## YOUR INSTRUCTIONS
Exactly as they stand, set down the following records once more.

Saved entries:
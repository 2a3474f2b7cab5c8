//! # Eventpipe Storage
//!
//! Durable MySQL sink for processed events. One transaction per `store`
//! call: either every event in the batch lands or none do.

pub mod error;
pub mod mysql;

pub use error::{Result, StorageError};
pub use mysql::MySqlStorage;
use clap::Parser;
use std::path::PathBuf;

/// Command line arguments for the event pipeline server
#[derive(Parser, Debug, Clone)]
#[command(name = "eventpipe-server", about = "Event ingestion and processing service")]
pub struct Args {
    /// Path to a TOML configuration file
    #[arg(short, long)]
    pub config: Option<PathBuf>,

    /// Override the server bind host
    #[arg(long)]
    pub host: Option<String>,

    /// Override the server port
    #[arg(short, long)]
    pub port: Option<u16>,

    /// Override the log level (trace, debug, info, warn, error)
    #[arg(short, long)]
    pub log_level: Option<String>,
}

#[cfg(test)]
mod tests {
    use super::*;
    use pretty_assertions::assert_eq;

    #[test]
    fn test_args_defaults() {
        let actual = Args::parse_from(["eventpipe-server"]);
        assert_eq!(actual.config, None);
        assert_eq!(actual.host, None);
        assert_eq!(actual.port, None);
        assert_eq!(actual.log_level, None);
    }

    #[test]
    fn test_args_overrides() {
        let actual = Args::parse_from([
            "eventpipe-server",
            "--config",
            "eventpipe.toml",
            "--host",
            "127.0.0.1",
            "--port",
            "9090",
            "--log-level",
            "debug",
        ]);
        assert_eq!(actual.config, Some(PathBuf::from("eventpipe.toml")));
        assert_eq!(actual.host, Some("127.0.0.1".to_string()));
        assert_eq!(actual.port, Some(9090));
        assert_eq!(actual.log_level, Some("debug".to_string()));
    }
}
//! Test doubles for pipeline consumers.
//!
//! `MemorySink` is also handy as a real sink in examples and local runs.

use async_trait::async_trait;
use eventpipe_core::{EventSink, ProcessedEvent, Result};
use std::sync::Mutex;

/// Sink that appends every stored batch to an in-memory vector.
#[derive(Debug, Default)]
pub struct MemorySink {
    events: Mutex<Vec<ProcessedEvent>>,
}

impl MemorySink {
    pub fn new() -> Self {
        Self::default()
    }

    /// Copy of everything stored so far, in store order
    pub fn events(&self) -> Vec<ProcessedEvent> {
        self.events.lock().unwrap_or_else(|e| e.into_inner()).clone()
    }

    /// Number of events stored so far
    pub fn len(&self) -> usize {
        self.events.lock().unwrap_or_else(|e| e.into_inner()).len()
    }

    pub fn is_empty(&self) -> bool {
        self.len() == 0
    }
}

#[async_trait]
impl EventSink for MemorySink {
    async fn store(&self, events: &[ProcessedEvent]) -> Result<()> {
        self.events
            .lock()
            .unwrap_or_else(|e| e.into_inner())
            .extend_from_slice(events);
        Ok(())
    }
}

#[cfg(test)]
mod tests {
    use super::*;
    use eventpipe_core::Event;
    use pretty_assertions::assert_eq;

    #[tokio::test]
    async fn test_memory_sink_stores_in_order() {
        let sink = MemorySink::new();

        for i in 0..3 {
            let event = Event::new("user_action", "web").id(format!("id-{i}"));
            let processed = ProcessedEvent {
                event,
                processing_time_ms: 0,
                processed_at: chrono::Utc::now(),
            };
            sink.store(&[processed]).await.unwrap();
        }

        let actual: Vec<String> = sink.events().into_iter().map(|e| e.event.id).collect();
        let expected = vec!["id-0", "id-1", "id-2"];
        assert_eq!(actual, expected);
        assert_eq!(sink.len(), 3);
    }
}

## FINISHED EXERCISE
repository 2a3474f2b7cab5c8
//! # Eventpipe Storage
//!
//! Durable MySQL sink for processed events. One transaction per `store`
//! call: either every event in the batch lands or none do.

pub mod error;
pub mod mysql;

pub use error::{Result, StorageError};
pub use mysql::MySqlStorage;
use clap::Parser;
use std::path::PathBuf;

/// Command line arguments for the event pipeline server
#[derive(Parser, Debug, Clone)]
#[command(name = "eventpipe-server", about = "Event ingestion and processing service")]
pub struct Args {
    /// Path to a TOML configuration file
    #[arg(short, long)]
    pub config: Option<PathBuf>,

    /// Override the server bind host
    #[arg(long)]
    pub host: Option<String>,

    /// Override the server port
    #[arg(short, long)]
    pub port: Option<u16>,

    /// Override the log level (trace, debug, info, warn, error)
    #[arg(short, long)]
    pub log_level: Option<String>,
}

#[cfg(test)]
mod tests {
    use super::*;
    use pretty_assertions::assert_eq;

    #[test]
    fn test_args_defaults() {
        let actual = Args::parse_from(["eventpipe-server"]);
        assert_eq!(actual.config, None);
        assert_eq!(actual.host, None);
        assert_eq!(actual.port, None);
        assert_eq!(actual.log_level, None);
    }

    #[test]
    fn test_args_overrides() {
        let actual = Args::parse_from([
            "eventpipe-server",
            "--config",
            "eventpipe.toml",
            "--host",
            "127.0.0.1",
            "--port",
            "9090",
            "--log-level",
            "debug",
        ]);
        assert_eq!(actual.config, Some(PathBuf::from("eventpipe.toml")));
        assert_eq!(actual.host, Some("127.0.0.1".to_string()));
        assert_eq!(actual.port, Some(9090));
        assert_eq!(actual.log_level, Some("debug".to_string()));
    }
}
//! Test doubles for pipeline consumers.
//!
//! `MemorySink` is also handy as a real sink in examples and local runs.

use async_trait::async_trait;
use eventpipe_core::{EventSink, ProcessedEvent, Result};
use std::sync::Mutex;

/// Sink that appends every stored batch to an in-memory vector.
#[derive(Debug, Default)]
pub struct MemorySink {
    events: Mutex<Vec<ProcessedEvent>>,
}

impl MemorySink {
    pub fn new() -> Self {
        Self::default()
    }

    /// Copy of everything stored so far, in store order
    pub fn events(&self) -> Vec<ProcessedEvent> {
        self.events.lock().unwrap_or_else(|e| e.into_inner()).clone()
    }

    /// Number of events stored so far
    pub fn len(&self) -> usize {
        self.events.lock().unwrap_or_else(|e| e.into_inner()).len()
    }

    pub fn is_empty(&self) -> bool {
        self.len() == 0
    }
}

#[async_trait]
impl EventSink for MemorySink {
    async fn store(&self, events: &[ProcessedEvent]) -> Result<()> {
        self.events
            .lock()
            .unwrap_or_else(|e| e.into_inner())
            .extend_from_slice(events);
        Ok(())
    }
}

#[cfg(test)]
mod tests {
    use super::*;
    use eventpipe_core::Event;
    use pretty_assertions::assert_eq;

    #[tokio::test]
    async fn test_memory_sink_stores_in_order() {
        let sink = MemorySink::new();

        for i in 0..3 {
            let event = Event::new("user_action", "web").id(format!("id-{i}"));
            let processed = ProcessedEvent {
                event,
                processing_time_ms: 0,
                processed_at: chrono::Utc::now(),
            };
            sink.store(&[processed]).await.unwrap();
        }

        let actual: Vec<String> = sink.events().into_iter().map(|e| e.event.id).collect();
        let expected = vec!["id-0", "id-1", "id-2"];
        assert_eq!(actual, expected);
        assert_eq!(sink.len(), 3);
    }
}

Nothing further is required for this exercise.